The key feature of this interface is that the domain operators are specified as
[ADES][1] databases. Each action description contains its symbolic specification
together with the motion sequences. The symbolic part of the description consists
of a list of preconditions and a list of effects in Prolog style.
## How to build
The only external dependences of this project are:
* The [ADES][1] library
* The following BOOST components (tested with BOOST 1.58): System, Serialization,
FileSystem, Unit Test Framework (the last one is required exclusively for the
test programs, so it's optional).
Of course, the ADES dependencies have to be installed as well.
In order to compile, go to the build directory (or create one if it does not
exist) and run `cmake` and `make`:
```bash
cd build # Create the directory first if it does not exist
cmake ..
make -j4 # Feel free to change the number of make processes
```
Make sure that LibADES is being found.
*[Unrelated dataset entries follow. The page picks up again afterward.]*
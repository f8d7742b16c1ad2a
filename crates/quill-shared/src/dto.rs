//! Data Transfer Objects - request/response types for the API.
//!
//! Request types carry their field constraints as `validator` derives;
//! handlers run `validate()` before touching the domain. Response types
//! render camelCase and always embed author details, joined explicitly
//! by the handlers.

use chrono::{DateTime, Utc};
use serde::{Deserialize, Serialize};
use uuid::Uuid;
use validator::Validate;

use quill_core::domain::{Comment, Post, PostStatus, Role, User};

use crate::response::Pagination;

// ---------------------------------------------------------------------------
// Auth

/// Request to register a new user.
#[derive(Debug, Clone, Deserialize, Validate)]
pub struct RegisterRequest {
    #[validate(length(min = 3, max = 20, message = "Username must be 3-20 characters"))]
    pub username: String,

    #[validate(email(message = "Please provide a valid email address"))]
    pub email: String,

    #[validate(length(min = 6, message = "Password must be at least 6 characters"))]
    pub password: String,
}

/// Request to log in.
#[derive(Debug, Clone, Deserialize)]
pub struct LoginRequest {
    pub email: String,
    pub password: String,
}

/// Public identity returned by register/login.
#[derive(Debug, Clone, Serialize)]
pub struct AuthUser {
    pub id: Uuid,
    pub username: String,
    pub email: String,
    pub role: Role,
}

impl From<&User> for AuthUser {
    fn from(user: &User) -> Self {
        Self {
            id: user.id,
            username: user.username.clone(),
            email: user.email.clone(),
            role: user.role,
        }
    }
}

/// Profile returned by `/auth/me` - adds the avatar.
#[derive(Debug, Clone, Serialize)]
pub struct ProfileUser {
    pub id: Uuid,
    pub username: String,
    pub email: String,
    pub role: Role,
    pub avatar: String,
}

impl From<&User> for ProfileUser {
    fn from(user: &User) -> Self {
        Self {
            id: user.id,
            username: user.username.clone(),
            email: user.email.clone(),
            role: user.role,
            avatar: user.avatar.clone(),
        }
    }
}

/// `data: {user: ...}` payload used by the auth endpoints.
#[derive(Debug, Clone, Serialize)]
pub struct UserData<U> {
    pub user: U,
}

// ---------------------------------------------------------------------------
// Author enrichment

/// Author details embedded in post and comment responses.
#[derive(Debug, Clone, Serialize)]
pub struct AuthorSummary {
    pub id: Uuid,
    pub username: String,
    pub avatar: String,
}

impl From<&User> for AuthorSummary {
    fn from(user: &User) -> Self {
        Self {
            id: user.id,
            username: user.username.clone(),
            avatar: user.avatar.clone(),
        }
    }
}

impl AuthorSummary {
    /// Stand-in for an author record that no longer exists.
    pub fn unknown(id: Uuid) -> Self {
        Self {
            id,
            username: String::new(),
            avatar: String::new(),
        }
    }
}

// ---------------------------------------------------------------------------
// Posts

/// Request to create a post. `author` never comes from the client.
#[derive(Debug, Clone, Deserialize, Validate)]
#[serde(rename_all = "camelCase")]
pub struct CreatePostRequest {
    #[validate(length(min = 2, max = 100, message = "Title must be 2-100 characters"))]
    pub title: String,

    #[validate(length(min = 10, message = "Content must be at least 10 characters"))]
    pub content: String,

    #[validate(length(min = 1, message = "Category is required"))]
    pub category: String,

    #[serde(default)]
    pub tags: Option<Vec<String>>,

    #[serde(default)]
    pub cover_image: Option<String>,

    #[serde(default)]
    pub status: Option<PostStatus>,
}

/// Request to update a post - same field constraints as creation.
pub type UpdatePostRequest = CreatePostRequest;

/// Query parameters accepted by the post listing.
#[derive(Debug, Clone, Deserialize)]
pub struct ListPostsQuery {
    #[serde(default = "default_page")]
    pub page: u64,
    #[serde(default = "default_limit")]
    pub limit: u64,
    pub category: Option<String>,
    pub tag: Option<String>,
    pub author: Option<Uuid>,
    pub status: Option<PostStatus>,
}

/// Query parameters for paginated comment listings.
#[derive(Debug, Clone, Deserialize)]
pub struct PageQuery {
    #[serde(default = "default_page")]
    pub page: u64,
    #[serde(default = "default_limit")]
    pub limit: u64,
}

fn default_page() -> u64 {
    1
}

fn default_limit() -> u64 {
    10
}

/// Post as rendered on the wire.
#[derive(Debug, Clone, Serialize)]
#[serde(rename_all = "camelCase")]
pub struct PostResponse {
    pub id: Uuid,
    pub title: String,
    pub content: String,
    pub author: AuthorSummary,
    pub tags: Vec<String>,
    pub category: String,
    pub cover_image: String,
    pub status: PostStatus,
    pub view_count: i64,
    pub like_count: i64,
    pub created_at: DateTime<Utc>,
    pub updated_at: DateTime<Utc>,
}

impl PostResponse {
    pub fn new(post: Post, author: AuthorSummary) -> Self {
        Self {
            id: post.id,
            title: post.title,
            content: post.content,
            author,
            tags: post.tags,
            category: post.category,
            cover_image: post.cover_image,
            status: post.status,
            view_count: post.view_count,
            like_count: post.like_count,
            created_at: post.created_at,
            updated_at: post.updated_at,
        }
    }
}

/// `data: {post}` payload.
#[derive(Debug, Clone, Serialize)]
pub struct PostData {
    pub post: PostResponse,
}

/// `data: {posts, pagination}` payload.
#[derive(Debug, Clone, Serialize)]
pub struct PostListData {
    pub posts: Vec<PostResponse>,
    pub pagination: Pagination,
}

/// `data: {likeCount}` payload returned by the post like endpoint.
#[derive(Debug, Clone, Serialize)]
#[serde(rename_all = "camelCase")]
pub struct PostLikeData {
    pub like_count: i64,
}

// ---------------------------------------------------------------------------
// Comments

/// Request to create a comment against a post id. The post is not
/// checked for existence.
#[derive(Debug, Clone, Deserialize, Validate)]
#[serde(rename_all = "camelCase")]
pub struct CreateCommentRequest {
    #[validate(length(min = 1, max = 500, message = "Comment must be 1-500 characters"))]
    pub content: String,

    pub post: Uuid,

    #[serde(default)]
    pub parent_comment: Option<Uuid>,
}

/// Request to update a comment's content.
#[derive(Debug, Clone, Deserialize, Validate)]
pub struct UpdateCommentRequest {
    #[validate(length(min = 1, max = 500, message = "Comment must be 1-500 characters"))]
    pub content: String,
}

/// Comment as rendered on the wire.
#[derive(Debug, Clone, Serialize)]
#[serde(rename_all = "camelCase")]
pub struct CommentResponse {
    pub id: Uuid,
    pub content: String,
    pub post: Uuid,
    pub author: AuthorSummary,
    pub parent_comment: Option<Uuid>,
    pub likes: Vec<Uuid>,
    pub created_at: DateTime<Utc>,
    pub updated_at: DateTime<Utc>,
}

impl CommentResponse {
    pub fn new(comment: Comment, author: AuthorSummary, likes: Vec<Uuid>) -> Self {
        Self {
            id: comment.id,
            content: comment.content,
            post: comment.post,
            author,
            parent_comment: comment.parent_comment,
            likes,
            created_at: comment.created_at,
            updated_at: comment.updated_at,
        }
    }
}

/// `data: {comment}` payload.
#[derive(Debug, Clone, Serialize)]
pub struct CommentData {
    pub comment: CommentResponse,
}

/// `data: {comments, pagination}` payload.
#[derive(Debug, Clone, Serialize)]
pub struct CommentListData {
    pub comments: Vec<CommentResponse>,
    pub pagination: Pagination,
}

/// `data: {likes, hasLiked}` payload returned by the comment like toggle.
#[derive(Debug, Clone, Serialize)]
#[serde(rename_all = "camelCase")]
pub struct CommentLikeData {
    pub likes: usize,
    pub has_liked: bool,
}

// ---------------------------------------------------------------------------
// Uploads

/// `data: {path}` payload returned by the image upload endpoint.
#[derive(Debug, Clone, Serialize)]
pub struct UploadData {
    pub path: String,
}

#[cfg(test)]
mod tests {
    use super::*;

    #[test]
    fn register_request_enforces_field_bounds() {
        let ok = RegisterRequest {
            username: "alice".to_string(),
            email: "alice@example.com".to_string(),
            password: "secret1".to_string(),
        };
        assert!(ok.validate().is_ok());

        let bad = RegisterRequest {
            username: "al".to_string(),
            email: "not-an-email".to_string(),
            password: "short".to_string(),
        };
        let errors = bad.validate().unwrap_err();
        assert!(errors.field_errors().contains_key("username"));
        assert!(errors.field_errors().contains_key("email"));
        assert!(errors.field_errors().contains_key("password"));
    }

    #[test]
    fn post_request_requires_category() {
        let req = CreatePostRequest {
            title: "Hello World".to_string(),
            content: "This is my first post.".to_string(),
            category: String::new(),
            tags: None,
            cover_image: None,
            status: None,
        };
        assert!(req.validate().is_err());
    }

    #[test]
    fn comment_bounds_are_1_to_500() {
        let long = "x".repeat(501);
        let req = UpdateCommentRequest { content: long };
        assert!(req.validate().is_err());
        let req = UpdateCommentRequest {
            content: "x".to_string(),
        };
        assert!(req.validate().is_ok());
    }
}
//! SeaORM entities and their domain conversions.

pub mod comment;
pub mod comment_like;
pub mod post;
pub mod user;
If necessary, set the `CMAKE_MODULE_PATH`
variable in `src/CMakeLists.txt` to the appropriate value so the
`Findlibimagine-ades.cmake` can be
located by CMake.
## Practical considerations
From a user point of view, one should be concerned exclusively with the `Planner`
abstract class declared in `src/imagine-planner.h`:
```c++
struct Problem
{
PlanState start;
GoalSpecification goal;
Domain domain;
};
typedef std::pair<Operator,PlanState> Step;
typedef std::vector<Step> Plan;
class Planner
{
public:
virtual Plan operator()(const Problem& problem) =0;
virtual ~Planner() {}
};
```
Planner implementations inherit from the `Planner` abstract class, providing a
definition for the function operator. A `Plan` consists of several `Step`s, being
one `Step` an operator and the state that is expected after the execution of this operator.
`PlanState` and `GoalSpecification` objects are simply collection of Predicates.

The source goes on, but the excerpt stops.